In the summer of 1965, while the Beatles were still promising that help was on the way and Le Corbusier’s modernism was being baked into every glass-and-concrete tower from Stuttgart to São Paulo, Mercedes-Benz quietly slipped something onto the stage in Frankfurt. It was the 108 series, soon joined by the 109, and together they redefined what the German maker meant by luxury.
Gone was the baroque formality of the fin-tailed sedans. In its place stood a car designed by Paul Bracq that looked like it had studied the Bauhaus before it studied the wind tunnel.
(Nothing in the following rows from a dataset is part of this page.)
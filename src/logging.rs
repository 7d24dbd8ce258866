//! Logging configuration and initialization for Tempbox.

use std::fs::{self, File};
use std::path::Path;
use std::sync::Arc;

use tracing::Level;
use tracing_subscriber::fmt::writer::MakeWriterExt;
use tracing_subscriber::prelude::*;
use tracing_subscriber::EnvFilter;

use crate::config::LoggingConfig;
use crate::Result;

/// Parse log level string to tracing Level.
fn parse_level(level: &str) -> Level {
    match level.to_lowercase().as_str() {
        "trace" => Level::TRACE,
        "debug" => Level::DEBUG,
        "info" => Level::INFO,
        "warn" | "warning" => Level::WARN,
        "error" => Level::ERROR,
        _ => Level::INFO,
    }
}

/// Initialize the logging system with the given configuration.
///
/// Sets up both console output and file logging based on the config.
pub fn init(config: &LoggingConfig) -> Result<()> {
    let level = parse_level(&config.level);
    let filter = EnvFilter::from_default_env().add_directive(level.into());

    // Ensure log directory exists
    if let Some(parent) = Path::new(&config.file).parent() {
        if !parent.exists() {
            fs::create_dir_all(parent)?;
        }
    }

    let log_file = File::create(&config.file)?;
    let log_file = Arc::new(log_file);

    // Write to both stdout and the log file
    let writer = std::io::stdout.and(log_file);

    tracing_subscriber::registry()
        .with(
            tracing_subscriber::fmt::layer()
                .with_writer(writer)
                .with_ansi(false)
                .with_target(true)
                .with_thread_ids(false)
                .with_file(false)
                .with_line_number(false),
        )
        .with(filter)
        .init();

    Ok(())
}

/// Initialize console-only logging (for development/testing).
pub fn init_console_only(level: &str) {
    let level = parse_level(level);
    let filter = EnvFilter::from_default_env().add_directive(level.into());

    tracing_subscriber::registry()
        .with(
            tracing_subscriber::fmt::layer()
                .with_writer(std::io::stdout)
                .with_ansi(true)
                .with_target(true),
        )
        .with(filter)
        .init();
}

#[cfg(test)]
mod tests {
    use super::*;

    #[test]
    fn test_parse_level_trace() {
        assert_eq!(parse_level("trace"), Level::TRACE);
        assert_eq!(parse_level("TRACE"), Level::TRACE);
    }

    #[test]
    fn test_parse_level_warn() {
        assert_eq!(parse_level("warn"), Level::WARN);
        assert_eq!(parse_level("warning"), Level::WARN);
    }

    #[test]
    fn test_parse_level_default() {
        assert_eq!(parse_level("invalid"), Level::INFO);
        assert_eq!(parse_level(""), Level::INFO);
    }
}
Straight lines, a low roofline, glassy openness, and that squared-off grille: the effect was not ostentation but confidence. These were cars that didn’t need to shout. They knew exactly what they were.

Mercedes-Benz 250 SE of the 108 model series. Driving shot from the left from the year 2020. (Photo index number in the Mercedes-Benz Classic Archive: D694947)
Luxury, Minus the Lace
The 108 and 109 weren’t just beautiful; they were disciplined. Disc brakes all around, a rear compensating spring to keep things level under heavy loads, six-cylinder engines that were smooth if not yet transcendent. Then came the revolution. In 1969 Mercedes introduced the 300 SEL 3.5, its first large-scale V8 with Bosch’s D-Jetronic electronic fuel injection. For a company that had made its reputation on durability, this was a leap into the modern era.
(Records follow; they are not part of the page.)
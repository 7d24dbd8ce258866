//! Router configuration for the web API.

use axum::{
    routing::{get, post},
    Router,
};
use std::sync::Arc;
use tower::ServiceBuilder;
use tower_http::cors::{AllowOrigin, Any, CorsLayer};
use tower_http::trace::TraceLayer;
use utoipa::OpenApi;
use utoipa_swagger_ui::SwaggerUi;

use super::handlers::{
    delete_emails, get_config, get_email, list_emails, login, verify, AppState,
};

/// OpenAPI documentation.
#[derive(OpenApi)]
#[openapi(
    paths(
        super::handlers::config::get_config,
        super::handlers::auth::verify,
        super::handlers::auth::login,
        super::handlers::emails::list_emails,
        super::handlers::emails::get_email,
        super::handlers::emails::delete_emails,
    ),
    components(schemas(
        crate::mailbox::Email,
        crate::mailbox::MailHeader,
        crate::web::dto::ConfigResponse,
        crate::web::dto::VerifyRequest,
        crate::web::dto::VerifyResponse,
        crate::web::dto::ListEmailsRequest,
        crate::web::dto::DeleteEmailsRequest,
        crate::web::dto::DeleteEmailsResponse,
        crate::web::dto::LoginRequest,
        crate::web::dto::LoginResponse,
        crate::web::error::ErrorBody,
    )),
    tags(
        (name = "Config", description = "Public service configuration"),
        (name = "Auth", description = "Challenge verification and login"),
        (name = "Emails", description = "Mailbox operations"),
    )
)]
pub struct ApiDoc;

/// Build the CORS layer from configured origins; empty means allow any.
fn create_cors_layer(cors_origins: &[String]) -> CorsLayer {
    if cors_origins.is_empty() {
        CorsLayer::new()
            .allow_origin(Any)
            .allow_methods(Any)
            .allow_headers(Any)
    } else {
        let origins: Vec<_> = cors_origins
            .iter()
            .filter_map(|o| o.parse().ok())
            .collect();
        CorsLayer::new()
            .allow_origin(AllowOrigin::list(origins))
            .allow_methods(Any)
            .allow_headers(Any)
    }
}

/// Create the main API router.
pub fn create_router(app_state: Arc<AppState>, cors_origins: &[String]) -> Router {
    let api_routes = Router::new()
        .route("/verify", post(verify))
        .route("/emails", post(list_emails))
        .route("/emails/:id", get(get_email))
        .route("/delete-emails", post(delete_emails))
        .route("/login", post(login));

    Router::new()
        .route("/config", get(get_config))
        .nest("/api", api_routes)
        .layer(
            ServiceBuilder::new()
                .layer(TraceLayer::new_for_http())
                .layer(create_cors_layer(cors_origins)),
        )
        .with_state(app_state)
}

/// Create a health check router.
pub fn create_health_router() -> Router {
    Router::new().route("/health", get(health_check))
}

/// Create the Swagger UI router.
pub fn create_swagger_router() -> Router {
    Router::new().merge(SwaggerUi::new("/swagger-ui").url("/api-docs/openapi.json", ApiDoc::openapi()))
}

/// Health check handler.
async fn health_check() -> &'static str {
    "OK"
}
And if that wasn’t enough, the 300 SEL 6.3 arrived, an unassuming executive sedan powered by the same V8 that propelled the stately Mercedes 600 limousine beloved by heads of state and Bond villains. It was a wolf in an impeccably tailored suit, capable of humiliating sports cars while still delivering diplomats to their appointments without wrinkling a trouser leg. It sold more than six thousand units, not bad for something that practically invented the category of the “power saloon.”

Mercedes-Benz 250 SE of the 108 model series. Close-up shot of the cockpit from the year 2020. (Photo index number in the Mercedes-Benz Classic Archive: D694920)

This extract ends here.